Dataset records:
-=-=-=-=-

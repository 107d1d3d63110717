//! # ec-stage — Egg Collector Stage System
//!
//! Defines the canonical moments of an egg roll. Traces hold STAGES, never
//! audio or UI calls.
//!
//! ## Philosophy
//!
//! Every roll, regardless of board layout, passes through the same phases:
//! - Roll starts → Pipes entered → Outcome resolved → Board mutated → Roll ends
//!
//! This crate defines those stages, the shared taxonomy (colors, directions,
//! grid coordinates, pipe kinds) and timed traces of stage events.

pub mod event;
pub mod stage;
pub mod taxonomy;
pub mod trace;

pub use event::*;
pub use stage::*;
pub use taxonomy::*;
pub use trace::*;

use thiserror::Error;

/// Stage system error types
#[derive(Debug, Error)]
pub enum StageError {
    #[error("Event {index} at {timestamp_ms}ms is earlier than previous event at {previous_ms}ms")]
    OutOfOrder {
        index: usize,
        previous_ms: f64,
        timestamp_ms: f64,
    },

    #[error("JSON parse error: {0}")]
    JsonError(#[from] serde_json::Error),
}

pub type StageResult<T> = Result<T, StageError>;
//! # ec-roll — Egg Roll Engine
//!
//! Resolves one egg roll at a time: walks a precomputed path through the
//! pipe grid, accrues score and a revisit multiplier, resolves the roll
//! against the basket row, then removes consumed pipes and requests
//! replacements before handing control back to the game loop.
//!
//! ## Architecture
//!
//! ```text
//! RollEngine
//!     │
//!     ├── RollConfig (timing, sounds, text, dead bonus config)
//!     ├── RollServices (emitter, board, baskets, supply, play state)
//!     └── EggPool (handle arena of egg visuals)
//!           │
//!           v
//!     start_roll(Path, HenColor) → resume(dt)… → RollReport + RollTrace
//! ```
//!
//! The engine never sleeps. Every timed delay of a roll is a suspension
//! point; the host advances simulated time with [`RollEngine::resume`].

pub mod board;
pub mod config;
pub mod engine;
pub mod path;
pub mod pool;
pub mod scenario;
pub mod services;
pub mod state;
pub mod timing;

pub use board::*;
pub use config::*;
pub use engine::*;
pub use path::*;
pub use pool::*;
pub use scenario::*;
pub use services::*;
pub use state::*;
pub use timing::*;

pub use ec_stage as stage;

use thiserror::Error;

/// Roll engine error types
#[derive(Debug, Error)]
pub enum RollError {
    #[error("A roll is already in progress")]
    RollInProgress,

    #[error("Stale egg handle: {0}")]
    StaleHandle(EggHandle),

    #[error("Invalid config: {0}")]
    InvalidConfig(String),

    #[error("Invalid scenario: {0}")]
    InvalidScenario(String),

    #[error("JSON parse error: {0}")]
    JsonError(#[from] serde_json::Error),

    #[error("YAML parse error: {0}")]
    YamlError(#[from] serde_yml::Error),

    #[error("I/O error: {0}")]
    IoError(#[from] std::io::Error),
}

pub type RollResult<T> = Result<T, RollError>;
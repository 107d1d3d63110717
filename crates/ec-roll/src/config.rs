//! Roll engine configuration

use std::path::Path;

use serde::{Deserialize, Serialize};

use ec_stage::TextColor;

use crate::timing::RollTiming;
use crate::{RollError, RollResult};

/// Clamped table lookup
///
/// Out-of-range indices resolve to the nearest valid element. Returns `None`
/// only when the table is empty.
pub fn clamped<T>(items: &[T], index: i64) -> Option<&T> {
    if items.is_empty() {
        return None;
    }
    let last = items.len() as i64 - 1;
    items.get(index.clamp(0, last) as usize)
}

/// Sound clips played during a roll
#[derive(Debug, Clone, PartialEq, Serialize, Deserialize)]
#[serde(default)]
pub struct SoundBank {
    /// Played when the egg lands in a matching basket
    pub success_clip: String,
    /// Played when a non-empty roll fails
    pub fail_clip: String,
    /// Per-step point clips, indexed by step
    pub points_clips: Vec<String>,
    /// Revisit clips, indexed by multiplier - 1
    pub multiplier_clips: Vec<String>,
}

impl SoundBank {
    /// Point clip for a step index
    pub fn points_clip(&self, step_index: u32) -> Option<&str> {
        clamped(&self.points_clips, step_index as i64).map(String::as_str)
    }

    /// Multiplier clip for a multiplier value
    pub fn multiplier_clip(&self, multiplier: u32) -> Option<&str> {
        clamped(&self.multiplier_clips, multiplier as i64 - 1).map(String::as_str)
    }
}

impl Default for SoundBank {
    fn default() -> Self {
        Self {
            success_clip: "basket_success".into(),
            fail_clip: "egg_crack".into(),
            points_clips: (1..=8).map(|i| format!("points_{i:02}")).collect(),
            multiplier_clips: (1..=4).map(|i| format!("multiplier_{i:02}")).collect(),
        }
    }
}

/// Floating text colors and sizes
#[derive(Debug, Clone, PartialEq, Serialize, Deserialize)]
#[serde(default)]
pub struct TextConfig {
    /// Score text colors, indexed by step
    pub points_colors: Vec<TextColor>,
    pub multiplier_color: TextColor,
    pub fail_color: TextColor,
    /// Score text size at step 0
    pub base_font_size: f32,
    /// Score text growth per completed step
    pub font_growth_per_step: f32,
    pub multiplier_font_size: f32,
    pub loss_font_size: f32,
}

impl TextConfig {
    /// Score text color for a step index
    pub fn points_color(&self, step_index: u32) -> TextColor {
        clamped(&self.points_colors, step_index as i64)
            .copied()
            .unwrap_or_default()
    }

    /// Score text size for a step index
    pub fn score_size(&self, step_index: u32) -> f32 {
        self.base_font_size + step_index as f32 * self.font_growth_per_step
    }
}

impl Default for TextConfig {
    fn default() -> Self {
        Self {
            points_colors: vec![
                TextColor::rgb(255, 255, 255),
                TextColor::rgb(255, 241, 118),
                TextColor::rgb(255, 213, 79),
                TextColor::rgb(255, 167, 38),
                TextColor::rgb(255, 112, 67),
            ],
            multiplier_color: TextColor::rgb(186, 104, 200),
            fail_color: TextColor::rgb(229, 57, 53),
            base_font_size: 32.0,
            font_growth_per_step: 2.0,
            multiplier_font_size: 72.0,
            loss_font_size: 52.0,
        }
    }
}

/// Row/column completion bonuses
///
/// Declared for level designers but no roll rule awards them yet.
#[derive(Debug, Clone, PartialEq, Serialize, Deserialize)]
#[serde(default)]
pub struct BonusConfig {
    pub row_bonus: u32,
    pub column_bonus: u32,
}

impl Default for BonusConfig {
    fn default() -> Self {
        Self {
            row_bonus: 200,
            column_bonus: 200,
        }
    }
}

/// Complete roll engine configuration
#[derive(Debug, Clone, PartialEq, Serialize, Deserialize)]
#[serde(default)]
pub struct RollConfig {
    pub timing: RollTiming,
    pub sounds: SoundBank,
    pub text: TextConfig,
    pub bonus: BonusConfig,
    /// Eggs pre-allocated in the pool
    pub pool_size: usize,
}

impl Default for RollConfig {
    fn default() -> Self {
        Self {
            timing: RollTiming::normal(),
            sounds: SoundBank::default(),
            text: TextConfig::default(),
            bonus: BonusConfig::default(),
            pool_size: 4,
        }
    }
}

impl RollConfig {
    /// Config with no delays, for tests and batch runs
    pub fn instant() -> Self {
        Self {
            timing: RollTiming::instant(),
            ..Self::default()
        }
    }

    /// Replace timing
    pub fn with_timing(mut self, timing: RollTiming) -> Self {
        self.timing = timing;
        self
    }

    /// Check durations and sizes
    pub fn validate(&self) -> RollResult<()> {
        for (name, value) in self.timing.durations() {
            if !value.is_finite() || value < 0.0 {
                return Err(RollError::InvalidConfig(format!(
                    "timing.{name} must be a non-negative number of seconds, got {value}"
                )));
            }
        }

        let sizes = [
            ("base_font_size", self.text.base_font_size),
            ("font_growth_per_step", self.text.font_growth_per_step),
            ("multiplier_font_size", self.text.multiplier_font_size),
            ("loss_font_size", self.text.loss_font_size),
        ];
        for (name, value) in sizes {
            if !value.is_finite() || value < 0.0 {
                return Err(RollError::InvalidConfig(format!(
                    "text.{name} must be non-negative, got {value}"
                )));
            }
        }

        if self.sounds.points_clips.is_empty() {
            log::warn!("No point clips configured, steps will be silent");
        }
        if self.sounds.multiplier_clips.is_empty() {
            log::warn!("No multiplier clips configured, revisits will be silent");
        }

        Ok(())
    }

    /// Parse and validate YAML config
    pub fn from_yaml(yaml: &str) -> RollResult<Self> {
        let config: Self = serde_yml::from_str(yaml)?;
        config.validate()?;
        Ok(config)
    }

    /// Parse and validate JSON config
    pub fn from_json(json: &str) -> RollResult<Self> {
        let config: Self = serde_json::from_str(json)?;
        config.validate()?;
        Ok(config)
    }

    /// Load from file, format picked by extension (`.json`, otherwise YAML)
    pub fn load(path: impl AsRef<Path>) -> RollResult<Self> {
        let path = path.as_ref();
        let text = std::fs::read_to_string(path)?;
        let is_json = path
            .extension()
            .is_some_and(|ext| ext.eq_ignore_ascii_case("json"));

        log::debug!("Loading roll config from {}", path.display());
        if is_json {
            Self::from_json(&text)
        } else {
            Self::from_yaml(&text)
        }
    }

    /// Export config as pretty JSON
    pub fn to_json(&self) -> RollResult<String> {
        Ok(serde_json::to_string_pretty(self)?)
    }
}

#[cfg(test)]
mod tests {
    use super::*;
    use crate::timing::TimingProfile;
    use std::io::Write;

    #[test]
    fn test_clamped_lookup() {
        let clips = ["a", "b", "c"];
        assert_eq!(clamped(&clips, -4), Some(&"a"));
        assert_eq!(clamped(&clips, 1), Some(&"b"));
        assert_eq!(clamped(&clips, 2), Some(&"c"));
        assert_eq!(clamped(&clips, 99), Some(&"c"));
        assert_eq!(clamped::<&str>(&[], 0), None);
    }

    #[test]
    fn test_points_clip_clamps_to_last() {
        let sounds = SoundBank::default();
        let last = sounds.points_clips.len() as u32 - 1;
        assert_eq!(sounds.points_clip(last), sounds.points_clip(last + 10));
        assert_eq!(sounds.points_clip(0), Some("points_01"));
    }

    #[test]
    fn test_multiplier_clip_offset() {
        let sounds = SoundBank::default();
        assert_eq!(sounds.multiplier_clip(2), Some("multiplier_02"));
        assert_eq!(sounds.multiplier_clip(3), Some("multiplier_03"));
        assert_eq!(sounds.multiplier_clip(0), Some("multiplier_01"));
        assert_eq!(sounds.multiplier_clip(40), Some("multiplier_04"));
    }

    #[test]
    fn test_text_sizes_and_colors() {
        let text = TextConfig::default();
        assert_eq!(text.score_size(0), 32.0);
        assert_eq!(text.score_size(3), 38.0);
        assert_eq!(text.points_color(100), *text.points_colors.last().unwrap());

        let empty = TextConfig {
            points_colors: Vec::new(),
            ..TextConfig::default()
        };
        assert_eq!(empty.points_color(2), TextColor::WHITE);
    }

    #[test]
    fn test_yaml_partial_config() {
        let yaml = r#"
timing:
  profile: custom
  step_time: 0.3
sounds:
  points_clips: [tick]
pool_size: 2
"#;
        let config = RollConfig::from_yaml(yaml).unwrap();
        assert_eq!(config.timing.profile, TimingProfile::Custom);
        assert_eq!(config.timing.step_time, 0.3);
        assert_eq!(config.timing.destroy_time, 0.1);
        assert_eq!(config.sounds.points_clip(7), Some("tick"));
        assert_eq!(config.sounds.fail_clip, "egg_crack");
        assert_eq!(config.bonus.row_bonus, 200);
        assert_eq!(config.pool_size, 2);
    }

    #[test]
    fn test_negative_duration_rejected() {
        let json = r#"{ "timing": { "spawn_time": -0.1 } }"#;
        let err = RollConfig::from_json(json).unwrap_err();
        assert!(matches!(err, RollError::InvalidConfig(msg) if msg.contains("spawn_time")));
    }

    #[test]
    fn test_load_json_file() {
        let mut file = tempfile::Builder::new().suffix(".json").tempfile().unwrap();
        let json = RollConfig::instant().to_json().unwrap();
        file.write_all(json.as_bytes()).unwrap();

        let loaded = RollConfig::load(file.path()).unwrap();
        assert_eq!(loaded, RollConfig::instant());
    }
}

-=-=-=-=-

◆ About this exercise ◆
Write out the lines of the records exactly, starting at the one holding "points_clips: [tick]" and ending with the last line, and include no others.

◆ Answer to this task ◆
  points_clips: [tick]
pool_size: 2
"#;
        let config = RollConfig::from_yaml(yaml).unwrap();
        assert_eq!(config.timing.profile, TimingProfile::Custom);
        assert_eq!(config.timing.step_time, 0.3);
        assert_eq!(config.timing.destroy_time, 0.1);
        assert_eq!(config.sounds.points_clip(7), Some("tick"));
        assert_eq!(config.sounds.fail_clip, "egg_crack");
        assert_eq!(config.bonus.row_bonus, 200);
        assert_eq!(config.pool_size, 2);
    }

    #[test]
    fn test_negative_duration_rejected() {
        let json = r#"{ "timing": { "spawn_time": -0.1 } }"#;
        let err = RollConfig::from_json(json).unwrap_err();
        assert!(matches!(err, RollError::InvalidConfig(msg) if msg.contains("spawn_time")));
    }

    #[test]
    fn test_load_json_file() {
        let mut file = tempfile::Builder::new().suffix(".json").tempfile().unwrap();
        let json = RollConfig::instant().to_json().unwrap();
        file.write_all(json.as_bytes()).unwrap();

        let loaded = RollConfig::load(file.path()).unwrap();
        assert_eq!(loaded, RollConfig::instant());
    }
}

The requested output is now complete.